#### [Supplied information]

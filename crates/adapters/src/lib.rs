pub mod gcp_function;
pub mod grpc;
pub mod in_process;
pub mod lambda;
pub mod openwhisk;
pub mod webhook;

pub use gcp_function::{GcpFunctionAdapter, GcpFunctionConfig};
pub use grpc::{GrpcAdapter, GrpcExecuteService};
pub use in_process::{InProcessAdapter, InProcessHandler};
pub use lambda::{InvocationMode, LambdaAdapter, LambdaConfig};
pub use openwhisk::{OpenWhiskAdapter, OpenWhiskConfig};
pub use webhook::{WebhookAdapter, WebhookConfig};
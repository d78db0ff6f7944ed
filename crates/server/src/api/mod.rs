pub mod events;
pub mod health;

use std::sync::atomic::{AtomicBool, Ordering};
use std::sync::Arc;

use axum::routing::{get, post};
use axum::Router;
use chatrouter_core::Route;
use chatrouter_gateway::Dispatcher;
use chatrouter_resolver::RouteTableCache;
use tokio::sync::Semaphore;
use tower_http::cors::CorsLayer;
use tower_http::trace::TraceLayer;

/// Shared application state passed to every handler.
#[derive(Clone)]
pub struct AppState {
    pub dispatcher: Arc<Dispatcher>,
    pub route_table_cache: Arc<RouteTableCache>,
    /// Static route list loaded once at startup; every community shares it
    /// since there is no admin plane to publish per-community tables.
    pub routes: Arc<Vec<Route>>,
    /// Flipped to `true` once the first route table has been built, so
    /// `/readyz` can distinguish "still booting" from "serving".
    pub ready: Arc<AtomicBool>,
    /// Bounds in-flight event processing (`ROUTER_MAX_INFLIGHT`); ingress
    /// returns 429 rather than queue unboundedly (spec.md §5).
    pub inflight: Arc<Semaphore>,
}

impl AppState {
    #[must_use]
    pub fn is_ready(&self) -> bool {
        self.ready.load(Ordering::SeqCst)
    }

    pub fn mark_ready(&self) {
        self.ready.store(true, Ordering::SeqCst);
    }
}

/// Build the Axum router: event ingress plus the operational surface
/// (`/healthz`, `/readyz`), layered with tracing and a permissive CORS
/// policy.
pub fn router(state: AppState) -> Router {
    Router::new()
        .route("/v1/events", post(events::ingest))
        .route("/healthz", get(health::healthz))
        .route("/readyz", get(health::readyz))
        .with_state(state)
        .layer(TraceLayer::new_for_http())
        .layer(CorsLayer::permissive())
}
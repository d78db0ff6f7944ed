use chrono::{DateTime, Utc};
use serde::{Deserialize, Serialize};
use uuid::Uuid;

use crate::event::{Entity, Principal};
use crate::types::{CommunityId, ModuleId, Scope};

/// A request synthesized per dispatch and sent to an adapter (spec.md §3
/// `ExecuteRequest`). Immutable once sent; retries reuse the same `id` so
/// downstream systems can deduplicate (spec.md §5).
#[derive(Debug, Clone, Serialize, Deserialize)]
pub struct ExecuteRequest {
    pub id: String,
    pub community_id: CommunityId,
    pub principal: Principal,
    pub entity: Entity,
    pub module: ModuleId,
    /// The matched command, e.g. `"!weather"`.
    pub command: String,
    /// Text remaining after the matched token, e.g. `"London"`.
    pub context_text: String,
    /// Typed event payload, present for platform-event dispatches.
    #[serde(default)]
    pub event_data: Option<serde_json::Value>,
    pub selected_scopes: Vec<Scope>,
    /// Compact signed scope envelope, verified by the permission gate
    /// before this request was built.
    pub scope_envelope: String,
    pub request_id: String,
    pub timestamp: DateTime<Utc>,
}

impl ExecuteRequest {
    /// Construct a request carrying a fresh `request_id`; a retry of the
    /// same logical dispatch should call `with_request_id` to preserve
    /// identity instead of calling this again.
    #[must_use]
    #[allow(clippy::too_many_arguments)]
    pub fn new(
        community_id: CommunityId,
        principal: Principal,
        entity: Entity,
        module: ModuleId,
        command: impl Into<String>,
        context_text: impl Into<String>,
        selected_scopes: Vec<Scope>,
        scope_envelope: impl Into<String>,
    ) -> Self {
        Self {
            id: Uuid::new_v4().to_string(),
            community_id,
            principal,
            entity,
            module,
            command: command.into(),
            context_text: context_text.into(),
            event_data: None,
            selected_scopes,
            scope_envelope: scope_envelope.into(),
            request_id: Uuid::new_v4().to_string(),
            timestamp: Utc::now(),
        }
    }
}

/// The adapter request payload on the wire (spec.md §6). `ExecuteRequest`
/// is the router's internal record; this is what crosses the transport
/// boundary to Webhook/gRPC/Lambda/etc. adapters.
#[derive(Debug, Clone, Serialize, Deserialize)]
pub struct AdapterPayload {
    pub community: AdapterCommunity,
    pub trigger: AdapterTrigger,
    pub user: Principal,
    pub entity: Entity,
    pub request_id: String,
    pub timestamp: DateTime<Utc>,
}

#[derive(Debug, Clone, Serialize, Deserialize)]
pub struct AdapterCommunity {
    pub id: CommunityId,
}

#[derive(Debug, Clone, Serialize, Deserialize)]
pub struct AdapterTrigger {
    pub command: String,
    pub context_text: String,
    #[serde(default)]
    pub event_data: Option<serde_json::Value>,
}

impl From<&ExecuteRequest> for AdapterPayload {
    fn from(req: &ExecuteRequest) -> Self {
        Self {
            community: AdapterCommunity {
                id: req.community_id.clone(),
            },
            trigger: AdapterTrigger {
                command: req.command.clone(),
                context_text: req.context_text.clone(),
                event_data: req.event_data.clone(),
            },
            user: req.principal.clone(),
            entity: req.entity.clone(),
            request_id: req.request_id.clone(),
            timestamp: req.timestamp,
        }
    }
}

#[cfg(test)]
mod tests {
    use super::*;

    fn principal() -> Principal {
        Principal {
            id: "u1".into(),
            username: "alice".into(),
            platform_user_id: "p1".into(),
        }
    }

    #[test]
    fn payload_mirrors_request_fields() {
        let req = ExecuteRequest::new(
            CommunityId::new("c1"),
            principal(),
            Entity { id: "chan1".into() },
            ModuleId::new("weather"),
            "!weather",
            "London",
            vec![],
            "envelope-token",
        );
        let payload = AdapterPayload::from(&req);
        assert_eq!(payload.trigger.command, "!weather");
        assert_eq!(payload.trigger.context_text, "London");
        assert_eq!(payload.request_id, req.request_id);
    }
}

#### [Your assignment]
Your answer must be the lines above from the one containing "adapter (spec.md §3" to the one containing "pub struct ExecuteRequest", both included, restated word for word.

#### [Response to the task]
/// A request synthesized per dispatch and sent to an adapter (spec.md §3
/// `ExecuteRequest`). Immutable once sent; retries reuse the same `id` so
/// downstream systems can deduplicate (spec.md §5).
#[derive(Debug, Clone, Serialize, Deserialize)]
pub struct ExecuteRequest {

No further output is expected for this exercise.